Alfonzo Riley-James knows firsthand about the importance of clemency. In 1988, Riley-James, then 19, and five other men drove from Brooklyn to Albany to rob a drug house. During the robbery, one of the men, Lance Sessoms, shot and killed two men in the house. Originally sentenced to 71 ½ years-to-life, Riley-James appealed and had his sentence modified to 50 years-to-life, which still made him ineligible for a parole hearing until age 69. (Parole eligibility means that he can appear before the parole board; it does not guarantee that the board will approve his release.)

During his 30 years behind bars, Riley-James worked at the prison law library and tutored others in GED prep, literacy, and math, and volunteered in a program to dissuade at-risk youth from making similar mistakes. On New Year’s Eve 2018, he learned that Cuomo had commuted his sentence; one month later, the 49-year-old walked out of prison.

Now a paralegal at the Legal Aid Society’s Wrongful Conviction Unit, Riley-James has not forgotten the men he has left behind.

“I was no anomaly,” he said. “There are others in prison who deserve a chance too, who committed offenses when they were very young, who sought to transform themselves while in prison and given the opportunity, can become contributing members of society. I don’t think people should be condemned, necessarily, for one mistake, for the worst mistake they’ve made of their lives.”

That includes his co-defendant Lance Sessoms, who, then 22, fatally shot the two men. He was sentenced to 75 years-to-life.

Like Riley-James, Sessoms has worked to change his life despite his lengthy sentence. He has earned a college degree, completed numerous prison programs, encouraged others in prison to pursue an education, and parented his three children and now his five grandchildren. “I’m different from 22 years old,” Sessoms told Gothamist in 2019. “I am trying to be consistent with my actions and my words.”

Sessoms had not initially applied for clemency. But when his daughter, Danielle Moore, read about his co-defendants’ commutations, she reached out to Zeidman’s office. Moore was four years old when Sessoms was arrested and convicted. She has vague memories of life with her father before prison, but most of her memories of him involve prison visits and bus rides. At Moore’s urging, Sessoms applied for clemency in 2019. Now, the family waits—and is starting to connect with advocates pushing Cuomo to issue more commutations.

Monday’s rally outside Cuomo’s office will be Moore's first time at a protest on her father's behalf.

“I want Cuomo to understand that our loved ones are in there,” Moore, who just turned 36, explained. “We love them and want them to come home.”

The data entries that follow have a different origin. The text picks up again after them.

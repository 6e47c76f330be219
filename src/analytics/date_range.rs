use chrono::NaiveDate;
use serde::Deserialize;
use utoipa::IntoParams;

use crate::error::{AnalyticsError, AnalyticsResult};

const DATE_FORMAT: &str = "%Y-%m-%d";

/// Raw `start_date` / `end_date` query parameters.
#[derive(Debug, Default, Deserialize, IntoParams)]
#[into_params(parameter_in = Query)]
pub struct DateRangeQuery {
    /// Inclusive lower bound, `YYYY-MM-DD`
    #[param(example = "2024-01-01")]
    pub start_date: Option<String>,
    /// Inclusive upper bound, `YYYY-MM-DD`
    #[param(example = "2024-03-31")]
    pub end_date: Option<String>,
}

/// Inclusive date filter. A missing bound is unbounded on that side.
#[derive(Debug, Clone, Copy, Default, PartialEq, Eq)]
pub struct DateRange {
    start: Option<NaiveDate>,
    end: Option<NaiveDate>,
}

impl DateRange {
    pub fn new(start: Option<NaiveDate>, end: Option<NaiveDate>) -> AnalyticsResult<Self> {
        if let (Some(s), Some(e)) = (start, end) {
            if e < s {
                return Err(AnalyticsError::InvalidRange(format!(
                    "end_date {} is before start_date {}",
                    e, s
                )));
            }
        }
        Ok(Self { start, end })
    }

    pub fn unbounded() -> Self {
        Self::default()
    }

    pub fn parse(start: Option<&str>, end: Option<&str>) -> AnalyticsResult<Self> {
        let start = parse_bound("start_date", start)?;
        let end = parse_bound("end_date", end)?;
        Self::new(start, end)
    }

    pub fn start(&self) -> Option<NaiveDate> {
        self.start
    }

    pub fn end(&self) -> Option<NaiveDate> {
        self.end
    }

    pub fn contains(&self, date: NaiveDate) -> bool {
        self.start.is_none_or(|s| date >= s) && self.end.is_none_or(|e| date <= e)
    }

    /// Keeps the items whose key date falls in range, preserving order.
    pub fn apply<'a, T, F>(&self, rows: &'a [T], key: F) -> Vec<&'a T>
    where
        F: Fn(&T) -> NaiveDate,
    {
        rows.iter().filter(|r| self.contains(key(r))).collect()
    }

    /// Suffix appended to export file names, e.g. `_2024-01-01_to_2024-03-31`.
    pub fn filename_suffix(&self) -> String {
        match (self.start, self.end) {
            (Some(s), Some(e)) => format!("_{}_to_{}", s.format(DATE_FORMAT), e.format(DATE_FORMAT)),
            (Some(s), None) => format!("_from_{}", s.format(DATE_FORMAT)),
            (None, Some(e)) => format!("_until_{}", e.format(DATE_FORMAT)),
            (None, None) => String::new(),
        }
    }
}

impl TryFrom<&DateRangeQuery> for DateRange {
    type Error = AnalyticsError;

    fn try_from(q: &DateRangeQuery) -> AnalyticsResult<Self> {
        DateRange::parse(q.start_date.as_deref(), q.end_date.as_deref())
    }
}

fn parse_bound(name: &str, raw: Option<&str>) -> AnalyticsResult<Option<NaiveDate>> {
    match raw.map(str::trim) {
        None | Some("") => Ok(None),
        Some(s) => NaiveDate::parse_from_str(s, DATE_FORMAT)
            .map(Some)
            .map_err(|_| {
                AnalyticsError::InvalidRange(format!("{} must be YYYY-MM-DD, got '{}'", name, s))
            }),
    }
}

#[cfg(test)]
mod tests {
    use super::*;

    fn d(s: &str) -> NaiveDate {
        NaiveDate::parse_from_str(s, DATE_FORMAT).unwrap()
    }

    #[test]
    fn end_before_start_is_rejected() {
        let err = DateRange::parse(Some("2024-02-10"), Some("2024-02-09")).unwrap_err();
        assert!(matches!(err, AnalyticsError::InvalidRange(_)));
    }

    #[test]
    fn malformed_bound_is_rejected() {
        let err = DateRange::parse(Some("10/02/2024"), None).unwrap_err();
        assert!(err.to_string().contains("start_date"));
    }

    #[test]
    fn empty_strings_are_unbounded() {
        let range = DateRange::parse(Some(""), Some("  ")).unwrap();
        assert_eq!(range, DateRange::unbounded());
    }

    #[test]
    fn single_day_range_keeps_only_that_day() {
        let range = DateRange::parse(Some("2024-01-02"), Some("2024-01-02")).unwrap();
        let dates = [d("2024-01-01"), d("2024-01-02"), d("2024-01-02"), d("2024-01-03")];

        let kept = range.apply(&dates, |x| *x);
        assert_eq!(kept, vec![&dates[1], &dates[2]]);
    }

    #[test]
    fn open_bounds() {
        let from = DateRange::parse(Some("2024-01-02"), None).unwrap();
        assert!(!from.contains(d("2024-01-01")));
        assert!(from.contains(d("2030-01-01")));

        let until = DateRange::parse(None, Some("2024-01-02")).unwrap();
        assert!(until.contains(d("1999-12-31")));
        assert!(!until.contains(d("2024-01-03")));

        assert!(DateRange::unbounded().contains(d("1970-01-01")));
    }

    #[test]
    fn applying_to_empty_input_is_empty() {
        let range = DateRange::parse(Some("2024-01-01"), Some("2024-12-31")).unwrap();
        let none: [NaiveDate; 0] = [];
        assert!(range.apply(&none, |x| *x).is_empty());
    }

    #[test]
    fn filename_suffixes() {
        let both = DateRange::parse(Some("2024-01-01"), Some("2024-03-31")).unwrap();
        assert_eq!(both.filename_suffix(), "_2024-01-01_to_2024-03-31");
        let from = DateRange::parse(Some("2024-01-01"), None).unwrap();
        assert_eq!(from.filename_suffix(), "_from_2024-01-01");
        let until = DateRange::parse(None, Some("2024-03-31")).unwrap();
        assert_eq!(until.filename_suffix(), "_until_2024-03-31");
        assert_eq!(DateRange::unbounded().filename_suffix(), "");
    }
}
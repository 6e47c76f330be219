use actix_web::{HttpResponse, Responder, get};
use serde_json::json;

/// Liveness probe
#[utoipa::path(
    get,
    path = "/health",
    responses(
        (status = 200, description = "Service is up", body = Object, example = json!({
            "status": "ok"
        }))
    ),
    tag = "Health"
)]
#[get("/health")]
pub async fn health() -> impl Responder {
    HttpResponse::Ok().json(json!({ "status": "ok" }))
}
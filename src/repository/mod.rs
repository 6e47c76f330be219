//! Data access seams.
//!
//! Handlers receive these traits through `web::Data<dyn ...>` so the
//! aggregators can be driven by MySQL in production and by
//! [`memory::InMemoryRepository`] in tests.

pub mod memory;
pub mod mysql;

use async_trait::async_trait;
use chrono::NaiveDate;
use serde::Deserialize;
use utoipa::IntoParams;

use crate::analytics::DateRange;
use crate::error::AnalyticsResult;
use crate::model::{
    attendance::AttendanceRow,
    employee::{Employee, EmployeeRow},
    leave::LeaveRow,
};

pub use memory::InMemoryRepository;
pub use mysql::MySqlRepository;

/// Read-only access to the rows the reports are computed from.
#[async_trait]
pub trait AnalyticsRepository: Send + Sync {
    /// Attendance rows dated within `range`, joined with their department.
    async fn attendance_rows(&self, range: &DateRange) -> AnalyticsResult<Vec<AttendanceRow>>;

    /// Leave rows whose `start_date` falls within `range`.
    async fn leave_rows(&self, range: &DateRange) -> AnalyticsResult<Vec<LeaveRow>>;

    /// Every employee ever hired, active or not.
    async fn employee_rows(&self) -> AnalyticsResult<Vec<EmployeeRow>>;
}

#[derive(Debug, Default, Deserialize, IntoParams)]
#[into_params(parameter_in = Query)]
pub struct EmployeeFilter {
    /// Exact department name
    #[param(example = "Engineering")]
    pub department: Option<String>,
    /// Only active (`true`) or departed (`false`) employees
    pub is_active: Option<bool>,
}

#[async_trait]
pub trait EmployeeRepository: Send + Sync {
    /// Employees ordered by name, with record counts.
    async fn list_employees(&self, filter: &EmployeeFilter) -> AnalyticsResult<Vec<Employee>>;

    async fn get_employee(&self, id: u64) -> AnalyticsResult<Option<Employee>>;

    /// Marks an active employee as departed.
    ///
    /// Returns false when no active employee has this id, leaving any
    /// earlier departure untouched.
    async fn deactivate_employee(&self, id: u64, departure_date: NaiveDate) -> AnalyticsResult<bool>;
}
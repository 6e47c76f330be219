use chrono::NaiveDate;
use sqlx::{MySql, mysql::MySqlArguments, query::QueryAs};

use crate::analytics::DateRange;

/// ===============================
/// SQL bindable value enum
/// ===============================
#[derive(Debug, Clone, PartialEq)]
pub enum SqlValue {
    String(String),
    Bool(bool),
    U64(u64),
    Date(NaiveDate),
}

/// ===============================
/// WHERE clause container
/// ===============================
#[derive(Debug, Default)]
pub struct SqlFilter {
    conditions: Vec<String>,
    pub values: Vec<SqlValue>,
}

impl SqlFilter {
    pub fn new() -> Self {
        Self::default()
    }

    /// Adds `condition`, which must contain exactly one `?` placeholder.
    pub fn push(&mut self, condition: &str, value: SqlValue) -> &mut Self {
        self.conditions.push(condition.to_string());
        self.values.push(value);
        self
    }

    /// Restricts `column` to the inclusive range; unbounded sides add nothing.
    pub fn date_range(&mut self, column: &str, range: &DateRange) -> &mut Self {
        if let Some(start) = range.start() {
            self.push(&format!("{} >= ?", column), SqlValue::Date(start));
        }
        if let Some(end) = range.end() {
            self.push(&format!("{} <= ?", column), SqlValue::Date(end));
        }
        self
    }

    pub fn where_clause(&self) -> String {
        if self.conditions.is_empty() {
            String::new()
        } else {
            format!(" WHERE {}", self.conditions.join(" AND "))
        }
    }
}

/// ===============================
/// Bind filter values in order
/// ===============================
pub fn bind_values<'q, O>(
    mut query: QueryAs<'q, MySql, O, MySqlArguments>,
    values: &[SqlValue],
) -> QueryAs<'q, MySql, O, MySqlArguments> {
    for value in values {
        query = match value {
            SqlValue::String(v) => query.bind(v.clone()),
            SqlValue::Bool(v) => query.bind(*v),
            SqlValue::U64(v) => query.bind(*v),
            SqlValue::Date(v) => query.bind(*v),
        };
    }
    query
}

#[cfg(test)]
mod tests {
    use super::*;

    #[test]
    fn unbounded_range_has_no_where_clause() {
        let mut filter = SqlFilter::new();
        filter.date_range("a.date", &DateRange::unbounded());
        assert_eq!(filter.where_clause(), "");
        assert!(filter.values.is_empty());
    }

    #[test]
    fn bounds_become_placeholders_in_order() {
        let range = DateRange::parse(Some("2024-01-01"), Some("2024-01-31")).unwrap();
        let mut filter = SqlFilter::new();
        filter
            .date_range("l.start_date", &range)
            .push("e.department = ?", SqlValue::String("Eng".into()));

        assert_eq!(
            filter.where_clause(),
            " WHERE l.start_date >= ? AND l.start_date <= ? AND e.department = ?"
        );
        assert_eq!(filter.values.len(), 3);
        assert_eq!(filter.values[0], SqlValue::Date(range.start().unwrap()));
    }

    #[test]
    fn half_open_range_binds_one_value() {
        let range = DateRange::parse(None, Some("2024-06-30")).unwrap();
        let mut filter = SqlFilter::new();
        filter.date_range("a.date", &range);
        assert_eq!(filter.where_clause(), " WHERE a.date <= ?");
    }
}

Her mother, Dorothea Sessoms, agrees. She recognizes the tragic consequences of her husband’s 1988 actions—and knows that he does as well. “He understands the seriousness of what happened,” she said. During his decades in prison, she’s seen him grow, mature and transform his life. If he were released, Dorothea said, he “could help a lot of young kids going down the same wrong path that he chose.”